Sentimos que, como sea, tenemos que llegar pedaleando al faro. El camino desaparece y cruzamos montados en nuestras bicicletas los bloques de piedras que conforman el estrecho rompeolas del faro des Onglous.

El agua en este último punto, justo a los pies del faro, es verde. Hemos llegado, el cielo está despejado y podemos ver como el Mediterráneo se extiende a nuestra derecha y a nuestra izquierda por millas y, respirando fuerte, sentimos la sensación de Finisterre.
Hemos llegado. Hemos conectado el Atlántico con el Mediterráneo. Evitamos mirarnos, sentimos el pudor de poder parecer emocionados. El olor a mar por primera vez no es de agua contenida, lo podemos oler fuerte, nos sentimos dentro de un poema que emociona sin entender su rima.

Sacamos de nuestras alforjas el resto del cognac que nos queda en la petaca y nos lo terminamos en un brindis. Buscamos la forma de hacer la foto del faro que en una imagen diga ‘Fin’.

Nos cuesta dejar el faro, aprovechamos para mandar mensajes en privado, disimulamos la euforia de haber llegado, la melancolía de que el camino se ha terminado.

Pedaleamos dentro de un epílogo, nos quedan veinticinco kilómetros hasta Seté, ciudad donde vamos a dormir y desde donde sale el tren que nos devolverá a nuestras rutinas.

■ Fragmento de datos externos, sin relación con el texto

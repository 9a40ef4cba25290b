//! Builds the demo household (problem parts and grid signals) from a
//! scenario configuration.

use crate::config::{ConfigError, ScenarioConfig};
use crate::devices::appliance::{Appliance, ApplianceParams};
use crate::devices::baseload::{BaseLoad, BaseLoadParams};
use crate::devices::battery::{Battery, BatteryParams};
use crate::devices::chp::{Chp, ChpParams};
use crate::devices::gas_boiler::{GasBoiler, GasBoilerParams};
use crate::devices::hot_water_tank::{HotWaterTank, HotWaterTankParams};
use crate::devices::pv::{Pv, PvParams};
use crate::devices::smart_heater::{SmartHeater, SmartHeaterParams};
use crate::devices::thermal_demand::ThermalDemand;
use crate::devices::types::second_of_day;
use crate::devices::{DeviceId, DeviceModel, ProblemPart};
use crate::forecast::{NaiveForecast, daily_profile};
use crate::profile::{Commodity, LoadProfile};
use crate::signals::{PowerLimit, SignalSnapshot, StepSeries, Tariff};

const DAY_SECS: i64 = 86_400;
const HEAT: Commodity = Commodity::HeatingHotWaterPower;

fn kw(v: f64) -> f64 {
    v * 1000.0
}

fn kw_i32(v: f64) -> i32 {
    (v * 1000.0).round() as i32
}

fn hours(h: f64) -> i64 {
    (h * 3600.0).round() as i64
}

/// Problem parts of the configured household, anchored at `now`.
///
/// # Errors
///
/// Returns the first validation error if the configuration is invalid.
pub fn build_parts(cfg: &ScenarioConfig, now: i64) -> Result<Vec<ProblemPart>, ConfigError> {
    if let Some(e) = cfg.validate().into_iter().next() {
        return Err(e);
    }
    let h = &cfg.household;
    let s = &cfg.scheduling;
    let offset = s.utc_offset_secs;
    let horizon_end = now + s.horizon_secs;
    let mut models: Vec<(&str, DeviceModel)> = Vec::new();

    if h.baseload.enabled {
        let b = &h.baseload;
        let params = BaseLoadParams {
            base_w: kw(b.base_kw),
            amp_w: kw(b.amp_kw),
            phase_rad: b.phase_rad,
            noise_std_w: kw(b.noise_std_kw),
            power_factor: b.power_factor,
            utc_offset_secs: offset,
        };
        models.push(("baseload", BaseLoad::new(params, kw_i32(b.observed_kw)).into()));
    }

    if h.pv.enabled {
        let p = &h.pv;
        let params = PvParams {
            peak_w: kw(p.kw_peak),
            sunrise_secs: hours(p.sunrise_hour),
            sunset_secs: hours(p.sunset_hour),
            alpha: p.alpha,
            cloud_noise_std: p.cloud_noise_std,
            utc_offset_secs: offset,
        };
        models.push(("pv", Pv::new(params, 0).into()));
    }

    if h.battery.enabled {
        let b = &h.battery;
        let params = BatteryParams {
            capacity_wh: kw(b.capacity_kwh),
            max_charge_w: kw(b.max_charge_kw),
            max_discharge_w: kw(b.max_discharge_kw),
            eta_c: b.eta_charge,
            eta_d: b.eta_discharge,
            slot_secs: b.slot_minutes * 60,
            cervisia_per_kwh: b.cervisia_per_kwh,
        };
        models.push(("battery", Battery::new(params, b.initial_soc).into()));
    }

    if h.appliance.enabled {
        let a = &h.appliance;
        let mut program = LoadProfile::new();
        program.set_load(Commodity::ActivePower, 0, kw_i32(a.power_kw));
        program.close(a.duration_minutes * 60);
        let day_start = now - second_of_day(now, offset);
        let mut earliest_start = day_start + hours(a.earliest_start_hour);
        let mut latest_start = day_start + hours(a.latest_start_hour);
        if latest_start < now {
            earliest_start += DAY_SECS;
            latest_start += DAY_SECS;
        }
        let params = ApplianceParams {
            program,
            earliest_start,
            latest_start,
            resolution_secs: a.resolution_minutes * 60,
            cervisia_per_hour_delay: a.cervisia_per_hour_delay,
        };
        models.push(("appliance", Appliance::new(params, None).into()));
    }

    if h.hot_water.enabled {
        let w = &h.hot_water;
        let tank = HotWaterTankParams {
            commodity: HEAT,
            volume_l: w.volume_l,
            ambient_temperature: w.ambient_temperature,
            loss_w_per_k: w.loss_w_per_k,
            min_comfort_temperature: w.min_comfort_temperature,
            cervisia_per_kelvin_hour: w.cervisia_per_kelvin_hour,
        };
        models.push(("hot_water_tank", HotWaterTank::new(tank, w.initial_temperature).into()));

        let slots: Vec<i32> = w.demand_hourly_kw.iter().map(|v| kw_i32(*v)).collect();
        let prediction = NaiveForecast::new(offset).forecast(&daily_profile(HEAT, &slots), now, horizon_end);
        let observed = prediction.value_at(HEAT, now);
        models.push(("heat_demand", ThermalDemand::new(HEAT, prediction, observed).into()));
    }

    if h.gas_boiler.enabled {
        let g = &h.gas_boiler;
        let params = GasBoilerParams {
            min_temperature: g.min_temperature,
            max_temperature: g.max_temperature,
            max_hot_water_power_w: kw_i32(g.heat_kw),
            max_gas_power_w: kw_i32(g.gas_kw),
            commodity: HEAT,
            cervisia_per_start: g.cervisia_per_start,
        };
        models.push(("gas_boiler", GasBoiler::new(params, false).into()));
    }

    if h.chp.enabled {
        let c = &h.chp;
        let params = ChpParams {
            active_power_w: kw_i32(c.active_kw),
            thermal_power_w: kw_i32(c.thermal_kw),
            gas_power_w: kw_i32(c.gas_kw),
            min_temperature: c.min_temperature,
            max_temperature: c.max_temperature,
            slot_secs: c.slot_minutes * 60,
            commodity: HEAT,
            cervisia_per_start: c.cervisia_per_start,
        };
        models.push(("chp", Chp::new(params, false).into()));
    }

    if h.smart_heater.enabled {
        let sh = &h.smart_heater;
        let params = SmartHeaterParams {
            commodity: HEAT,
            stage_w: kw_i32(sh.stage_kw),
            stages: sh.stages,
            max_temperature: sh.max_temperature,
        };
        models.push(("smart_heater", SmartHeater::new(params, 0).into()));
    }

    let parts = models
        .into_iter()
        .map(|(id, model)| {
            let mut part = ProblemPart::new(DeviceId::new(id), now, model).with_compression(cfg.compression.default);
            for (commodity, compression) in cfg.compression.overrides() {
                part = part.with_commodity_compression(commodity, compression);
            }
            part.recalculate_encoding(now, horizon_end);
            part
        })
        .collect();
    Ok(parts)
}

/// Price and limit signals covering `[from, to)`.
pub fn build_signals(cfg: &ScenarioConfig, from: i64, to: i64) -> SignalSnapshot {
    let p = &cfg.prices;
    let base = Tariff {
        import_per_kwh: p.electricity_import_per_kwh,
        export_per_kwh: p.electricity_export_per_kwh,
    };
    let mut electricity = StepSeries::constant(base);
    if let Some(peak_price) = p.peak_import_per_kwh {
        let peak = Tariff {
            import_per_kwh: peak_price,
            ..base
        };
        let offset = cfg.scheduling.utc_offset_secs;
        let mut day = from - second_of_day(from, offset);
        while day < to {
            electricity.insert(day + i64::from(p.peak_start_hour) * 3600, peak);
            electricity.insert(day + i64::from(p.peak_end_hour) * 3600, base);
            day += DAY_SECS;
        }
    }
    let gas = StepSeries::constant(Tariff {
        import_per_kwh: p.gas_per_kwh,
        export_per_kwh: 0.0,
    });
    let limit = StepSeries::constant(PowerLimit {
        upper_w: cfg.limits.max_import_w,
        lower_w: -cfg.limits.max_export_w,
    });

    SignalSnapshot::new()
        .with_price(Commodity::ActivePower, electricity)
        .with_price(Commodity::NaturalGasPower, gas)
        .with_limit(Commodity::ActivePower, limit)
}
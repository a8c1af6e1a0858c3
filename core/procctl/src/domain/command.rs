//! procctl コマンドの enum（Command Pattern）
//!
//! 引数解析の結果を enum に落とし、match でディスパッチする。

use std::os::unix::io::RawFd;
use std::path::PathBuf;

/// 子プロセスの標準入出力 1 本分の指定
#[derive(Debug, Clone, PartialEq, Eq, Default)]
pub enum Endpoint {
    /// procctl 自身の 0/1/2 をそのまま渡す
    #[default]
    Inherit,
    /// パスを開いて渡す
    Path(PathBuf),
    /// 既に開いている fd を渡す
    Fd(RawFd),
}

/// `run` サブコマンドの入力
#[derive(Debug, Clone, PartialEq, Eq, Default)]
pub struct RunRequest {
    pub command: String,
    pub stdin: Endpoint,
    pub stdout: Endpoint,
    pub stderr: Endpoint,
    /// stdout / stderr のファイルを追記で開く
    pub append: bool,
    /// 終了状態の行を stderr に出さない
    pub quiet: bool,
}

/// procctl のサブコマンド
#[derive(Debug, Clone, PartialEq, Eq)]
pub enum Command {
    /// ヘルプ表示
    Help,

    /// シェルコマンドを実行して終了を待つ
    Run(RunRequest),

    /// ホスト名の表示（None）または変更（Some）
    Hostname { name: Option<String> },

    /// 未知のコマンド（エラー用）
    Unknown(String),
}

Accedemos a la primera playa que nos encontramos. La playa se llama Crusoe. Cruzamos apartamentos turísticos en construcciones baratas, algunas sin acabar, todas deshabitadas. Desmontados, arrastramos las bicicletas dentro de la playa, nuestros pies y las ruedas se hunden. Nos acercamos a la orilla, nos descalzamos, nuestras zapatillas y calcetines están irremediablemente llenos de arena. Nuestros pies dentro del agua parecen garras, sentimos el alivio del frío en nuestras piernas. Como osos comiendo salmones en un río, metemos nuestras manos en el agua para coger conchas, nos hacemos unas fotos, nos reímos.

Seté se puede ver como un punto en el horizonte a los pies de una montaña que acaba en el mar. Tenemos delante un carril para bicicletas de veinte kilómetros prácticamente rectos paralelos a la playa. El culo dolorido no encuentra posición cómoda sobre nuestros sillines, alguna duna se extiende ocultando con arena parte del carril, el viento es salado, gozamos inmensamente de cada uno de estos últimos kilómetros.

Nuestro hotel está en el extremo opuesto del pueblo. El pueblo es largo, con playas y población turista a la entrada. El puerto pesquero y el núcleo urbano están al otro lado de la colina.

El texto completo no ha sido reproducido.